In 2003, Giovannini et al. described the first EUSguided hepaticogastrostomy, in a patient with proximal metastatic biliary obstruction [11]. Other authors have also reported successful outcomes of this technique in which an anastomosis was created between the dilated left intrahepatic biliary system and the cardia or the lesser curve of the stomach [12, 13].
Shami and Kahaleh et al. [4, 14] recommend intrahepatic access to the biliary system because it seems to be safer than the extrahepatic approach. However, other studies have shown that the extrahepatic approach may also be feasible and safe [15, 16, 17]. In 2007, Artifon et al. [2] and Bories et al. [12] described the successful use of a partially covered metallic stent for EUS-guided biliary drainage during hepaticogastrostomy [16].
In our cases, a 19 gauge FNA needle was used to perform the initial transduodenal common bile duct puncture as reported above. Then we used a 0.035 guide wire through the EUS needle into the common bile duct, followed by the insertion of needle-knife catheter (7.8 Fr of diameter) over the guide wire to enlarge the orifice in the duodenal wall, thereby avoiding bleeding and additional dilatation at the puncture site. This step could be carried out with other specific materials, such as a cystotome. However, this needle was not available and we felt that the wireguided needle knife could provide an adequate opening for the passage of the metal stent, with little risk of bleeding.

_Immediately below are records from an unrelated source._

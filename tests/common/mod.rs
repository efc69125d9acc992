//! Common Test Utilities
//!
//! Shared helpers, fixtures, and test infrastructure.

use std::sync::Arc;

use axum::{
    body::Body,
    http::{Request, StatusCode},
    Router,
};
use chrono::{DateTime, Duration, TimeZone, Utc};
use tower::ServiceExt;

use delta_server::application::services::{
    AccountService, AccountServiceImpl, AuthService, KeyLifecycleManager, KeyPolicy,
    RegisterRequest, TokenAuthenticator,
};
use delta_server::domain::User;
use delta_server::infrastructure::repositories::{InMemoryKeyRepository, InMemoryUserRepository};
use delta_server::presentation::create_router;
use delta_server::shared::clock::ManualClock;
use delta_server::shared::snowflake::SnowflakeGenerator;

/// Endpoint returning the bearer token's subject
pub const ME: &str = "/api/v1/users/@me";

pub const PASSWORD: &str = "correct horse battery";

/// A whole-millisecond starting instant, so token expiry boundaries are exact.
pub fn start_time() -> DateTime<Utc> {
    Utc.timestamp_millis_opt(1_700_000_000_000).unwrap()
}

/// Test application backed by in-memory stores and a manual clock
pub struct TestApp {
    pub router: Router,
    pub clock: Arc<ManualClock>,
    pub key_repo: Arc<InMemoryKeyRepository>,
    pub users: Arc<InMemoryUserRepository>,
    pub keys: Arc<KeyLifecycleManager<InMemoryKeyRepository>>,
    pub auth: Arc<dyn AuthService>,
    pub accounts: Arc<dyn AccountService>,
}

impl TestApp {
    /// Default policy: 24h rotation, 7d retirement, lazy rotation.
    pub fn new() -> Self {
        Self::with_policy(KeyPolicy::default())
    }

    pub fn with_policy(policy: KeyPolicy) -> Self {
        let clock = Arc::new(ManualClock::new(start_time()));
        let key_repo = Arc::new(InMemoryKeyRepository::new());
        let users = Arc::new(InMemoryUserRepository::new());

        let keys = Arc::new(KeyLifecycleManager::new(key_repo.clone(), clock.clone(), policy));
        let auth: Arc<dyn AuthService> = Arc::new(TokenAuthenticator::new(
            keys.clone(),
            users.clone(),
            clock.clone(),
            Duration::days(365),
        ));
        let accounts: Arc<dyn AccountService> = Arc::new(AccountServiceImpl::new(
            users.clone(),
            auth.clone(),
            Arc::new(SnowflakeGenerator::default()),
            clock.clone(),
            "delta.noro.cc",
        ));

        let router = create_router(auth.clone(), keys.clone());

        Self {
            router,
            clock,
            key_repo,
            users,
            keys,
            auth,
            accounts,
        }
    }

    /// Register `username` with [`PASSWORD`].
    pub async fn register(&self, username: &str) -> (User, String) {
        self.accounts
            .register(RegisterRequest {
                username: username.to_string(),
                password: PASSWORD.to_string(),
            })
            .await
            .expect("registration failed")
    }

    /// Make a GET request to the application
    pub async fn get(&self, uri: &str) -> axum::response::Response {
        self.router
            .clone()
            .oneshot(
                Request::builder()
                    .method("GET")
                    .uri(uri)
                    .body(Body::empty())
                    .unwrap(),
            )
            .await
            .unwrap()
    }

    /// Make an authenticated GET request
    pub async fn get_auth(&self, uri: &str, token: &str) -> axum::response::Response {
        self.router
            .clone()
            .oneshot(
                Request::builder()
                    .method("GET")
                    .uri(uri)
                    .header("Authorization", format!("Bearer {}", token))
                    .body(Body::empty())
                    .unwrap(),
            )
            .await
            .unwrap()
    }
}

/// Read a response body as JSON.
pub async fn body_json(response: axum::response::Response) -> serde_json::Value {
    let bytes = axum::body::to_bytes(response.into_body(), usize::MAX)
        .await
        .unwrap();
    serde_json::from_slice(&bytes).unwrap()
}

/// Assert a response is the generic 401 body.
pub async fn assert_unauthorized(response: axum::response::Response) {
    assert_eq!(response.status(), StatusCode::UNAUTHORIZED);
    let body = body_json(response).await;
    assert_eq!(body["message"], "Unauthorized");
}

In 2003, Burmester et al. [3] described a one-step method using a new device consisting of a 19 gauge fistulotome with a 0.25 inch guidewire, a pusher tube and an 8.5 Fr plastic stent fixed with a 3.0 nylon suture. This method of direct puncture of an extrahepatic or an intrahepatic duct could reduce the risk of guidewire dislocation during instrument change which must be done when the two-step method is used [3]. However, additional studies with this device are needed.

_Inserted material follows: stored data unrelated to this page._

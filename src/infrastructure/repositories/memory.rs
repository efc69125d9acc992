//! In-Memory Repositories
//!
//! Process-local implementations of the key store and user repositories.
//! They back single-node development setups and the test suites, and honour
//! the same contracts as the PostgreSQL implementations (ordering, CAS,
//! uniqueness).

use std::sync::atomic::{AtomicBool, Ordering};

use async_trait::async_trait;
use chrono::Utc;
use dashmap::DashMap;
use parking_lot::Mutex;
use uuid::Uuid;

use crate::domain::{EncryptionKey, KeyRepository, User, UserRepository, WrappedSecret};
use crate::shared::error::AppError;

#[derive(Default)]
struct KeyState {
    keys: Vec<EncryptionKey>,
    wrapped: Option<WrappedSecret>,
}

/// In-memory key store.
#[derive(Default)]
pub struct InMemoryKeyRepository {
    state: Mutex<KeyState>,
    unavailable: AtomicBool,
}

impl InMemoryKeyRepository {
    pub fn new() -> Self {
        Self::default()
    }

    /// Make every call fail as if the backing store were unreachable.
    pub fn set_unavailable(&self, unavailable: bool) {
        self.unavailable.store(unavailable, Ordering::SeqCst);
    }

    /// Ids of the stored keys, oldest first.
    pub fn key_ids(&self) -> Vec<Uuid> {
        self.sorted_keys().iter().map(|k| k.key_id).collect()
    }

    /// Snapshot of the stored wrapped secret.
    pub fn wrapped_secret(&self) -> Option<WrappedSecret> {
        self.state.lock().wrapped.clone()
    }

    fn sorted_keys(&self) -> Vec<EncryptionKey> {
        let mut keys = self.state.lock().keys.clone();
        keys.sort_by_key(|k| (k.created_at, k.key_id));
        keys
    }

    fn check(&self) -> Result<(), AppError> {
        if self.unavailable.load(Ordering::SeqCst) {
            return Err(AppError::Unavailable("in-memory key store offline".into()));
        }
        Ok(())
    }
}

#[async_trait]
impl KeyRepository for InMemoryKeyRepository {
    async fn load_keys(&self) -> Result<Vec<EncryptionKey>, AppError> {
        self.check()?;
        Ok(self.sorted_keys())
    }

    async fn save_key(&self, key: &EncryptionKey) -> Result<(), AppError> {
        self.check()?;
        let mut state = self.state.lock();
        if state.keys.iter().any(|k| k.key_id == key.key_id) {
            return Err(AppError::Conflict(format!("key {} already exists", key.key_id)));
        }
        state.keys.push(key.clone());
        Ok(())
    }

    async fn delete_key(&self, key_id: Uuid) -> Result<(), AppError> {
        self.check()?;
        self.state.lock().keys.retain(|k| k.key_id != key_id);
        Ok(())
    }

    async fn load_wrapped_secret(&self) -> Result<Option<WrappedSecret>, AppError> {
        self.check()?;
        Ok(self.state.lock().wrapped.clone())
    }

    async fn save_wrapped_secret(&self, secret: &WrappedSecret) -> Result<bool, AppError> {
        self.check()?;
        let mut state = self.state.lock();
        let current = state.wrapped.as_ref().map(|w| w.version).unwrap_or(0);
        if current != secret.version - 1 {
            return Ok(false);
        }
        state.wrapped = Some(secret.clone());
        Ok(true)
    }
}

/// In-memory user store keyed by id.
#[derive(Default)]
pub struct InMemoryUserRepository {
    users: DashMap<String, User>,
    // Serializes uniqueness checks in `create`.
    create_lock: Mutex<()>,
}

impl InMemoryUserRepository {
    pub fn new() -> Self {
        Self::default()
    }

    fn find_by<F>(&self, predicate: F) -> Option<User>
    where
        F: Fn(&User) -> bool,
    {
        self.users
            .iter()
            .find(|entry| predicate(entry.value()))
            .map(|entry| entry.value().clone())
    }

    fn update<F>(&self, id: &str, apply: F) -> Result<(), AppError>
    where
        F: FnOnce(&mut User),
    {
        let mut user = self
            .users
            .get_mut(id)
            .ok_or_else(|| AppError::NotFound(format!("user {}", id)))?;
        apply(&mut *user);
        user.updated_at = Utc::now();
        Ok(())
    }
}

#[async_trait]
impl UserRepository for InMemoryUserRepository {
    async fn find_by_id(&self, id: &str) -> Result<Option<User>, AppError> {
        Ok(self.users.get(id).map(|u| u.value().clone()))
    }

    async fn find_by_username(&self, username: &str) -> Result<Option<User>, AppError> {
        Ok(self.find_by(|u| u.username == username))
    }

    async fn find_by_handle(&self, handle: &str) -> Result<Option<User>, AppError> {
        Ok(self.find_by(|u| u.handle == handle))
    }

    async fn create(&self, user: &User) -> Result<User, AppError> {
        let _guard = self.create_lock.lock();
        let duplicate = self.users.contains_key(&user.id)
            || self
                .find_by(|u| u.username == user.username || u.handle == user.handle)
                .is_some();
        if duplicate {
            return Err(AppError::Conflict(format!("user {} already exists", user.username)));
        }
        self.users.insert(user.id.clone(), user.clone());
        Ok(user.clone())
    }

    async fn update_password_hash(&self, id: &str, password_hash: &str) -> Result<(), AppError> {
        self.update(id, |user| user.password_hash = password_hash.to_string())
    }

    async fn update_token(&self, id: &str, token: &str) -> Result<(), AppError> {
        self.update(id, |user| user.token = Some(token.to_string()))
    }
}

EUS-guided biliary drainage has many advantages over percutaneous transhepatic biliary drainage [1, 3, 4, 18]. The proximity of the transducer to the bile duct during EUS is the major advantage [4, 19]. Even in patients who have undergone a total gastrectomy or a partial gastrectomy with a Billroth II reconstruction, EUS can reveal the etiology of extrahepatic cholestasis which may not be possible with ERCP [1, 3, 4, 6, 20]. Other advantages include puncture of the biliary tree with color Doppler information to avoid vascular injury, the lack of ascites in the interventional field and the lack of an external tube, improving the quality of life of the patients [1, 21].

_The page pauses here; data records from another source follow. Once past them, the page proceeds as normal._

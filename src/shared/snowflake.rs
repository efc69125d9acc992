//! Snowflake ID Generator
//!
//! Mints kind-tagged, time-ordered identifiers.

use std::sync::atomic::{AtomicU64, Ordering};
use std::sync::Arc;

use rand::Rng;

use crate::domain::value_objects::snowflake::{
    EntityKind, Snowflake, DELTA_EPOCH, FIELD_MASK, MAX_TIMESTAMP, RANDOM_MASK, SHARD_SHIFT,
    TIMESTAMP_SHIFT,
};
use crate::shared::clock::{Clock, SystemClock};

/// Furthest a reflected timestamp may lead the last one (ms).
pub const MAX_REFLECTION_MS: u64 = 10_000;

/// Snowflake ID generator
///
/// Timestamps handed out by one generator never decrease. When the wall
/// clock reads at or before the last recorded timestamp, the generator
/// reflects it forward (`2 * last - now`), which keeps local ordering but
/// not wall-clock accuracy. A reflection leading `last` by more than
/// [`MAX_REFLECTION_MS`] holds at `last` instead, and every timestamp
/// saturates at [`MAX_TIMESTAMP`].
pub struct SnowflakeGenerator {
    shard_id: u64,
    last_timestamp: AtomicU64,
    clock: Arc<dyn Clock>,
}

impl SnowflakeGenerator {
    /// Create a new snowflake generator on the system clock
    pub fn new(shard_id: u8) -> Self {
        Self::with_clock(shard_id, Arc::new(SystemClock))
    }

    pub fn with_clock(shard_id: u8, clock: Arc<dyn Clock>) -> Self {
        Self {
            shard_id: (shard_id as u64) & FIELD_MASK, // 5 bits
            last_timestamp: AtomicU64::new(0),
            clock,
        }
    }

    /// Generate a new snowflake ID of the given kind
    pub fn next(&self, kind: EntityKind) -> Snowflake {
        let timestamp = self.next_timestamp();
        // Disambiguation only; not security sensitive.
        let random = rand::rng().random_range(0..=RANDOM_MASK);

        let value = ((timestamp - DELTA_EPOCH) << TIMESTAMP_SHIFT)
            | (self.shard_id << SHARD_SHIFT)
            | random;

        Snowflake::new(kind, value)
    }

    /// Current time in ms, reflected forward on clock rollback.
    fn next_timestamp(&self) -> u64 {
        let now = self.current_timestamp();
        let previous = self
            .last_timestamp
            .fetch_update(Ordering::SeqCst, Ordering::SeqCst, |last| {
                Some(Self::reflect(last, now))
            })
            // The closure never returns None.
            .unwrap_or_else(|last| last);

        Self::reflect(previous, now)
    }

    fn reflect(last: u64, now: u64) -> u64 {
        if last == 0 || now > last {
            return now;
        }
        let lead = last - now;
        if lead <= MAX_REFLECTION_MS {
            (last + lead).min(MAX_TIMESTAMP)
        } else {
            last
        }
    }

    /// Current timestamp in milliseconds, within the encodable range
    fn current_timestamp(&self) -> u64 {
        let millis = self.clock.now().timestamp_millis();
        u64::try_from(millis)
            .unwrap_or(0)
            .clamp(DELTA_EPOCH, MAX_TIMESTAMP)
    }
}

impl Default for SnowflakeGenerator {
    fn default() -> Self {
        Self::new(0)
    }
}

#[cfg(test)]
mod tests {
    use super::*;
    use crate::domain::value_objects::snowflake::timestamp_of;
    use crate::shared::clock::ManualClock;
    use chrono::{Duration, TimeZone, Utc};

    fn manual_generator() -> (Arc<ManualClock>, SnowflakeGenerator) {
        let clock = Arc::new(ManualClock::new(
            Utc.timestamp_millis_opt(1_700_000_000_000).unwrap(),
        ));
        let generator = SnowflakeGenerator::with_clock(0, clock.clone());
        (clock, generator)
    }

    #[test]
    fn test_generate_tags_kind() {
        let gen = SnowflakeGenerator::default();
        assert!(gen.next(EntityKind::User).to_string().starts_with('u'));
        assert!(gen.next(EntityKind::Message).to_string().starts_with('m'));
    }

    #[test]
    fn test_extract_timestamp() {
        let gen = SnowflakeGenerator::default();
        let id = gen.next(EntityKind::Channel);
        let ts = timestamp_of(&id.to_string()).unwrap();
        let now = Utc::now().timestamp_millis();
        assert!(ts <= now);
        assert!(ts > now - 1000); // Within 1 second
    }

    #[test]
    fn test_reserved_bits_are_zero_by_default() {
        let gen = SnowflakeGenerator::default();
        let id = gen.next(EntityKind::Guild);
        assert_eq!(id.shard(), 0);
        assert_eq!(id.sequence(), 0);
    }

    #[test]
    fn test_shard_id_is_masked() {
        let gen = SnowflakeGenerator::new(0xFF);
        assert_eq!(gen.next(EntityKind::User).shard(), 0x1F);
    }

    #[test]
    fn test_same_millisecond_keeps_timestamp() {
        let (_clock, gen) = manual_generator();
        let a = gen.next(EntityKind::Message);
        let b = gen.next(EntityKind::Message);
        assert_eq!(a.timestamp(), b.timestamp());
    }

    #[test]
    fn test_clock_rollback_is_reflected_forward() {
        let (clock, gen) = manual_generator();
        let before = gen.next(EntityKind::Message).timestamp();

        clock.advance(Duration::milliseconds(-500));
        let after = gen.next(EntityKind::Message).timestamp();

        assert_eq!(after, before + 500);
    }

    #[test]
    fn test_timestamps_never_decrease_across_jumps() {
        let (clock, gen) = manual_generator();
        let steps = [5_i64, -30, 0, 12, -2_000, 1, 3_000, -1, 0, 40];
        let mut last = gen.next(EntityKind::User).timestamp();

        for step in steps {
            clock.advance(Duration::milliseconds(step));
            let ts = gen.next(EntityKind::User).timestamp();
            assert!(ts >= last, "timestamp went backwards after step {step}");
            last = ts;
        }
    }

    #[test]
    fn test_repeated_calls_after_rollback_stay_ordered_and_bounded() {
        let (clock, gen) = manual_generator();
        let start = gen.next(EntityKind::Message).timestamp();
        clock.advance(Duration::milliseconds(-500));

        let mut last = start;
        for call in 0..100 {
            let id = gen.next(EntityKind::Message);
            assert!(id.timestamp() >= last, "timestamp went backwards on call {call}");
            assert!(id.timestamp() <= start + 2 * MAX_REFLECTION_MS + 500);
            assert_eq!(timestamp_of(&id.to_string()), Some(id.timestamp() as i64));
            last = id.timestamp();
        }
    }

    #[test]
    fn test_large_rollback_holds_last_timestamp() {
        let (clock, gen) = manual_generator();
        let before = gen.next(EntityKind::User).timestamp();

        clock.advance(Duration::hours(-1));

        assert_eq!(gen.next(EntityKind::User).timestamp(), before);
        assert_eq!(gen.next(EntityKind::User).timestamp(), before);
    }

    #[test]
    fn test_timestamp_saturates_at_field_limit() {
        let clock = Arc::new(ManualClock::new(
            Utc.timestamp_millis_opt(MAX_TIMESTAMP as i64 + 5_000).unwrap(),
        ));
        let gen = SnowflakeGenerator::with_clock(0, clock.clone());

        assert_eq!(gen.next(EntityKind::User).timestamp(), MAX_TIMESTAMP);
        clock.advance(Duration::milliseconds(-10_000));
        for _ in 0..64 {
            assert_eq!(gen.next(EntityKind::User).timestamp(), MAX_TIMESTAMP);
        }
    }

    #[test]
    fn test_clock_before_epoch_clamps() {
        let clock = Arc::new(ManualClock::new(Utc.timestamp_millis_opt(0).unwrap()));
        let gen = SnowflakeGenerator::with_clock(0, clock);
        assert_eq!(gen.next(EntityKind::User).timestamp(), DELTA_EPOCH);
    }
}
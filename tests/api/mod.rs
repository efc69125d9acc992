//! API Tests
//!
//! Request-level tests driven through an axum `Router` with `oneshot`.

mod auth_tests;
mod health_tests;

Choledochoduodenostomy can prevent clogging and tumor ingrowth and/or overgrowth because it creates a fistula far from the obstructing tumor [17, 21]. Furthermore, the short access route between the duodenal bulb and the bile duct provides good stabilization of the echoendoscope, the avoidance of major vascular structures and orientation of the puncture towards the hepatic hilum.
EUS-guided choledochoduodenostomy for malignant biliary obstruction has been shown to be an effective alternative to percutaneous transhepatic biliary drainage or surgery when ERCP fails. Increasing experience and improvement of the technique and equipment will probably improve the safety of the procedure. Studies comparing EUS-guided biliary drainage and percutaneous transhepatic biliary drainage and surgery are needed.